[Stored data]
○ ○ ○

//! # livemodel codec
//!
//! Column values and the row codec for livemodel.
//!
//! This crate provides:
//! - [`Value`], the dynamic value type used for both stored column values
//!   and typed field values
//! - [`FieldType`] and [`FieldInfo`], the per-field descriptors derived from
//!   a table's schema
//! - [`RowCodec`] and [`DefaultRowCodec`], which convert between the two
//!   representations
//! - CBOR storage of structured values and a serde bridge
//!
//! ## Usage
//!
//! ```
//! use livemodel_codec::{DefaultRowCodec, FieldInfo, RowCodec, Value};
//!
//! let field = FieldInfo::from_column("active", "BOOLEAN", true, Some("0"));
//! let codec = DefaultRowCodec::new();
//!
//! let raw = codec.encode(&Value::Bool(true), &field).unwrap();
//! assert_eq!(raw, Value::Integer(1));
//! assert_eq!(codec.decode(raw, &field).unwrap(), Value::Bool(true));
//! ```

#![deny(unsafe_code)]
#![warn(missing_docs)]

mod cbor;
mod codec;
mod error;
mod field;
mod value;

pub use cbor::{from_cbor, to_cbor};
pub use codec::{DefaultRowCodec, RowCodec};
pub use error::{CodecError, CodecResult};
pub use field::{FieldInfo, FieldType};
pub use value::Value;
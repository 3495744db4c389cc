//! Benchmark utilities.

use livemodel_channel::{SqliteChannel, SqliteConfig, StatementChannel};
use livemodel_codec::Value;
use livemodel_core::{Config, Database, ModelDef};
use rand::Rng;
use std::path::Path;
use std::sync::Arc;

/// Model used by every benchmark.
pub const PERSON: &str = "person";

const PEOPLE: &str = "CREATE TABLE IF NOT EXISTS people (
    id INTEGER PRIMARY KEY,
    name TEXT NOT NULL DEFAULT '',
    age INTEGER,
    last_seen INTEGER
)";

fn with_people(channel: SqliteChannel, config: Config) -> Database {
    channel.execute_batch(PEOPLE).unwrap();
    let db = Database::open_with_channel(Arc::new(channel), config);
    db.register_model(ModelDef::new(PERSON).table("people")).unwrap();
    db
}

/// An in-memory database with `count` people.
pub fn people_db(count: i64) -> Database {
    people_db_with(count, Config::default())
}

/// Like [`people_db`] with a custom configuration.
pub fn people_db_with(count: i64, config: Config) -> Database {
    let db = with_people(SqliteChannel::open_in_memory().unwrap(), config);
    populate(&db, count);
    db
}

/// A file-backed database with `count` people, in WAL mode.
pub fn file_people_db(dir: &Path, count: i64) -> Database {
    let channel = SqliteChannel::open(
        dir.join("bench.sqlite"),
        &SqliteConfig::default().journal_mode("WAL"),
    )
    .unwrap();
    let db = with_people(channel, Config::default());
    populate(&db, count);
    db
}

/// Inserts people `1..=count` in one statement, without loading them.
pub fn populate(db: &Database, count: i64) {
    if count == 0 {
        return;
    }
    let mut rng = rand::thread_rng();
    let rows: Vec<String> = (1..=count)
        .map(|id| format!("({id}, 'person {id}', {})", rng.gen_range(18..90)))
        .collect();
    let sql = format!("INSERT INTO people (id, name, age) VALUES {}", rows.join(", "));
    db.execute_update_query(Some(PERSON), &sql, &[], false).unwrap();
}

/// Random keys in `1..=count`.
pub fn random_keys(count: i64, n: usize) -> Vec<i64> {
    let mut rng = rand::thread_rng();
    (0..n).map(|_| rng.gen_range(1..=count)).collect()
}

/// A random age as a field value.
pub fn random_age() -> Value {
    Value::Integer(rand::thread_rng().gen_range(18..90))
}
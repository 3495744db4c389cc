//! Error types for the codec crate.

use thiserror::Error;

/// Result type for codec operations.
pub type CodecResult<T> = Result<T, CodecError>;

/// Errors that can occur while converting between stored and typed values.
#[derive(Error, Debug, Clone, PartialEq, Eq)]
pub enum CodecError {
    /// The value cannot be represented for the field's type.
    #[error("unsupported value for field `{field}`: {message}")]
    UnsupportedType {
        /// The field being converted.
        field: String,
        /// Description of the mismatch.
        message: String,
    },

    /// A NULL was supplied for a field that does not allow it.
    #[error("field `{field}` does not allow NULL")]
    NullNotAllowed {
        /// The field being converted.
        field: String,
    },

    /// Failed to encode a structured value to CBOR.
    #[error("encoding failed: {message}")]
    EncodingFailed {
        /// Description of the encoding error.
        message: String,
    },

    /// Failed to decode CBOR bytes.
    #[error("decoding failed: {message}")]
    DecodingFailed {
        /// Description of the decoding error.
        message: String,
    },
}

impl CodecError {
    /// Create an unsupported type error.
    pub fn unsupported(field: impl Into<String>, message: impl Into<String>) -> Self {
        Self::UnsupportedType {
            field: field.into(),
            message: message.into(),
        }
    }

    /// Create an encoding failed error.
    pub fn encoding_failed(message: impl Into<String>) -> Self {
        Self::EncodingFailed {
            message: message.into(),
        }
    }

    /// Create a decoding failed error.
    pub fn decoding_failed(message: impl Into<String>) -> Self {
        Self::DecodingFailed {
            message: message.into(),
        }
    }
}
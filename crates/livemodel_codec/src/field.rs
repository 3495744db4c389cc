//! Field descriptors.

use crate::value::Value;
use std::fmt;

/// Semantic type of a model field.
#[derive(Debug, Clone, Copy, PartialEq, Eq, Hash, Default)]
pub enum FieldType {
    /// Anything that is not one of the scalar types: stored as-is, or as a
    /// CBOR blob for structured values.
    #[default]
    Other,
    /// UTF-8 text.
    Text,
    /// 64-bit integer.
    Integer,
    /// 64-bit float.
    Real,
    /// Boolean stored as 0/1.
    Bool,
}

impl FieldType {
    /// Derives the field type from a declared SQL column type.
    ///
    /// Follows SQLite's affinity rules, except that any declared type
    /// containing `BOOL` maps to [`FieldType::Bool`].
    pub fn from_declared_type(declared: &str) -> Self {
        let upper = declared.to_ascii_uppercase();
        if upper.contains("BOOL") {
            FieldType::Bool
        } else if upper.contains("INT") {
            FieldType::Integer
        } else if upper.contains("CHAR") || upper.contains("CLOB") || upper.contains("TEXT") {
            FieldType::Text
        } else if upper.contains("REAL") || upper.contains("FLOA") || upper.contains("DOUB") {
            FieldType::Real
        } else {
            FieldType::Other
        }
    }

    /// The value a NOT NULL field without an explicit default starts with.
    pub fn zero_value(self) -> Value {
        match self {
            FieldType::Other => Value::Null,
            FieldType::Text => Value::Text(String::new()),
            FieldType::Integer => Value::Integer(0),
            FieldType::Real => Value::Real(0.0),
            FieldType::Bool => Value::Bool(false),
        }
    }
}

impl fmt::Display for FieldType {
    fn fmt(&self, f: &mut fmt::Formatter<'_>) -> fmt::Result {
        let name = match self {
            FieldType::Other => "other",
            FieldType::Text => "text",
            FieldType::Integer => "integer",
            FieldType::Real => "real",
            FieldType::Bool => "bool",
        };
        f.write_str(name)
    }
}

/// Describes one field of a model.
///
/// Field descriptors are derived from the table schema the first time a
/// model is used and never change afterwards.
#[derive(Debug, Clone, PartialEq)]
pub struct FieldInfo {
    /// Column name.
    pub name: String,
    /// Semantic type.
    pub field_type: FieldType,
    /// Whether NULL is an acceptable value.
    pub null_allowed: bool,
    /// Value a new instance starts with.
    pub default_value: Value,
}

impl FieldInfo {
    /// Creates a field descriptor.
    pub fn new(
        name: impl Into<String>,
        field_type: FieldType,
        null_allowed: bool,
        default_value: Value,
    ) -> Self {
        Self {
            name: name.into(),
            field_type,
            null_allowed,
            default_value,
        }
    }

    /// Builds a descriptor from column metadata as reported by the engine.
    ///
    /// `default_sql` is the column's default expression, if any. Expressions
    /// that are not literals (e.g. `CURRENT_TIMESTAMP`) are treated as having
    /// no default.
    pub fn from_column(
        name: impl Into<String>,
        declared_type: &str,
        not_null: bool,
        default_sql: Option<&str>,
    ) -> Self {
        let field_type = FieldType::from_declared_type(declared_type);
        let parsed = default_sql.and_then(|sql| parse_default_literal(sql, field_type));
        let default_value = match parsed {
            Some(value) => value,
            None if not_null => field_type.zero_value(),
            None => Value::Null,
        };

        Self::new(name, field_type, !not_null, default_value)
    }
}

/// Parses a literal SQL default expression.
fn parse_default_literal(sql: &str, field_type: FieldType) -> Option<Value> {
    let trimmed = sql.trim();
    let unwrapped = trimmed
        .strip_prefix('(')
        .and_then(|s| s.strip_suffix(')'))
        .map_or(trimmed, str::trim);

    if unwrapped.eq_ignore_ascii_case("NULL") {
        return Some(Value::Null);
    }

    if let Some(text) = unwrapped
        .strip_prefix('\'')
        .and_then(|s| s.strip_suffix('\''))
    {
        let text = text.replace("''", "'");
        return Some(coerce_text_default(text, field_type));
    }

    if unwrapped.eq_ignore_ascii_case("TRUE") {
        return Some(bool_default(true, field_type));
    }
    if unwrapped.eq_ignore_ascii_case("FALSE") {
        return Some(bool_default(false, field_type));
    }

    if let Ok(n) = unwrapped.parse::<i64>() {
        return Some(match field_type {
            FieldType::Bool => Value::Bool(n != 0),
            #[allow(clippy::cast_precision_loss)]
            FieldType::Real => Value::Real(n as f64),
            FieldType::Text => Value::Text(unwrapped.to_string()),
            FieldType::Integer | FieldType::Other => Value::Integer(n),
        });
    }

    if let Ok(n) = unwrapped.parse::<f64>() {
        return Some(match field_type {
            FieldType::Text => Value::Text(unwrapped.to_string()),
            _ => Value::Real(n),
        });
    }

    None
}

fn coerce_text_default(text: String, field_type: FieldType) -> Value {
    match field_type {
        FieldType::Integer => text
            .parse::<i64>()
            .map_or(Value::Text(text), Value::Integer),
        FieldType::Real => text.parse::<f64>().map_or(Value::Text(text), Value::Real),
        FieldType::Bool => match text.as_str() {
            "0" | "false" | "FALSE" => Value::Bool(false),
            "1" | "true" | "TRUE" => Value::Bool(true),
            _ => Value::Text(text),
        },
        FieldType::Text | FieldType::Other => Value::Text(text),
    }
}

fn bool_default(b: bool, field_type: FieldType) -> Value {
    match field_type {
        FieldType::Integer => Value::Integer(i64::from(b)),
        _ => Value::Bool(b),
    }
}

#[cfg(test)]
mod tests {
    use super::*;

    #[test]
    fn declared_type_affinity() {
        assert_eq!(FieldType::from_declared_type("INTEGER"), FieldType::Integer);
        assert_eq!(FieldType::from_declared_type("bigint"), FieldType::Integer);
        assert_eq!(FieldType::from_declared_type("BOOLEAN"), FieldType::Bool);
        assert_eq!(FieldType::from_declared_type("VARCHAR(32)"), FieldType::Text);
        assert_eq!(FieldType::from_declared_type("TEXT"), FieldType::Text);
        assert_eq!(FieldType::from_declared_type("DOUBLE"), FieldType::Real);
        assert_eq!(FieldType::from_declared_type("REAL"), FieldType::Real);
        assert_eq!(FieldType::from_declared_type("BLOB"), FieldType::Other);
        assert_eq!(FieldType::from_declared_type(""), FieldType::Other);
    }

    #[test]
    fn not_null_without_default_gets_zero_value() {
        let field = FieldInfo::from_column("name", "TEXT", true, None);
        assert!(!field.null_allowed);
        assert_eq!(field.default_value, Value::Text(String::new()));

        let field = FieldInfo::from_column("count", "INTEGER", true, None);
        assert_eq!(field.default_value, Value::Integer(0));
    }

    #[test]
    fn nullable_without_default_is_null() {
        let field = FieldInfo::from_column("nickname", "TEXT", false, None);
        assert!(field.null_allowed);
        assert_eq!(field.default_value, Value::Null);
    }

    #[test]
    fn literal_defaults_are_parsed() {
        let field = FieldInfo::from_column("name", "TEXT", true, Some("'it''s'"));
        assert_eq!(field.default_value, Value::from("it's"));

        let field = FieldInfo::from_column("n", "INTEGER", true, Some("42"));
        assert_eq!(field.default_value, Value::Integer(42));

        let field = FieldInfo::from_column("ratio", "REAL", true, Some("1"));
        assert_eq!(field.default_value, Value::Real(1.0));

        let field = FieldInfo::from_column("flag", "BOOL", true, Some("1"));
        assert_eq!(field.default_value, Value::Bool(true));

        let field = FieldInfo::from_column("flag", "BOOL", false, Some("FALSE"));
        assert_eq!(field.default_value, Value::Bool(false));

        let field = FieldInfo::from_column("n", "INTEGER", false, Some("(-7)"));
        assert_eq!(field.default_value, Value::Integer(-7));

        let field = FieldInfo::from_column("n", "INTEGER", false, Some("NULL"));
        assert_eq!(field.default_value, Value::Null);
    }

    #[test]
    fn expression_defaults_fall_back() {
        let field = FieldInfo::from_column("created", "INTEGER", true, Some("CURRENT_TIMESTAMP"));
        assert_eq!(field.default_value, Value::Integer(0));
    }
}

○ ○ ○

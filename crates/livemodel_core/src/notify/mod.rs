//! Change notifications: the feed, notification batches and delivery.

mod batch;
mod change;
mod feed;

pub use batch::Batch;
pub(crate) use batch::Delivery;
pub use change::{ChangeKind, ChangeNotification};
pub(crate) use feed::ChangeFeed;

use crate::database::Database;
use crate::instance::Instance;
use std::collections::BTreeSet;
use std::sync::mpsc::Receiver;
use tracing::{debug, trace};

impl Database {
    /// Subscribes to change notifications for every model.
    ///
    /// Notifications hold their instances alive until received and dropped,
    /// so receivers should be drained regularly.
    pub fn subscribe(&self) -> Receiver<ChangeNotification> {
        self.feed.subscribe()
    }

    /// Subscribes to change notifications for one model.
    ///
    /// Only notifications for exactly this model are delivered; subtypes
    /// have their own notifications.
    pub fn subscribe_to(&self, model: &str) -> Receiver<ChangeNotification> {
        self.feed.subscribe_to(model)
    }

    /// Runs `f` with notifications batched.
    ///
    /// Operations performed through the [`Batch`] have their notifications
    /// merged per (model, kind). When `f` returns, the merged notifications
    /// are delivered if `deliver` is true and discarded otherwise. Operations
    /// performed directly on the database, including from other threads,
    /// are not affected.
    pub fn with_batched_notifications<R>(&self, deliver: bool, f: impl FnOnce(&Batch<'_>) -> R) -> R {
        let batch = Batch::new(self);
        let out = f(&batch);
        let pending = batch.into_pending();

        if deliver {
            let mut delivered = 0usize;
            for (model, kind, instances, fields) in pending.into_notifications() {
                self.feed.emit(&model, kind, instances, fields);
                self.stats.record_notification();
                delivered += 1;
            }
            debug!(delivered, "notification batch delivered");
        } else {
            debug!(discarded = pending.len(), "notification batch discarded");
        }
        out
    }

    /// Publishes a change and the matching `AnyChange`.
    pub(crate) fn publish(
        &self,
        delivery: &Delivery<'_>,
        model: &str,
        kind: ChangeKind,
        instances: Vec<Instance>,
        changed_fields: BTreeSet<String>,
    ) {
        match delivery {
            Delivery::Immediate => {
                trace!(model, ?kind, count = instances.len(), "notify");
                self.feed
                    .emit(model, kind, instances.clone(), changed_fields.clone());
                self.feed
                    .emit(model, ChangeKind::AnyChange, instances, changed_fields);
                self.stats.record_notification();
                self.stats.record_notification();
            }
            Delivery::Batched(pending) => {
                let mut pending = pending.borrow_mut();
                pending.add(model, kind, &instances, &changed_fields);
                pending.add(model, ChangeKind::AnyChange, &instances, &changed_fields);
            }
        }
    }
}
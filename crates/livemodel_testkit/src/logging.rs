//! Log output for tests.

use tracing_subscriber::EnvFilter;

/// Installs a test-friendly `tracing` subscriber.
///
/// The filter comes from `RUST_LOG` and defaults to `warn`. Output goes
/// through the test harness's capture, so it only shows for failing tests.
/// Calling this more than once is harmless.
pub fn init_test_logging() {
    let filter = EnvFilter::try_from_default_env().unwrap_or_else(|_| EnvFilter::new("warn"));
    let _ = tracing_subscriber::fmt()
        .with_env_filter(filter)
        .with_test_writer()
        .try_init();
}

○ ○ ○

* **Your instructions**:
Every line with "starts" in it should be copied from the entries above.

* **Response to this exercise**:
    /// The value a NOT NULL field without an explicit default starts with.
    /// Value a new instance starts with.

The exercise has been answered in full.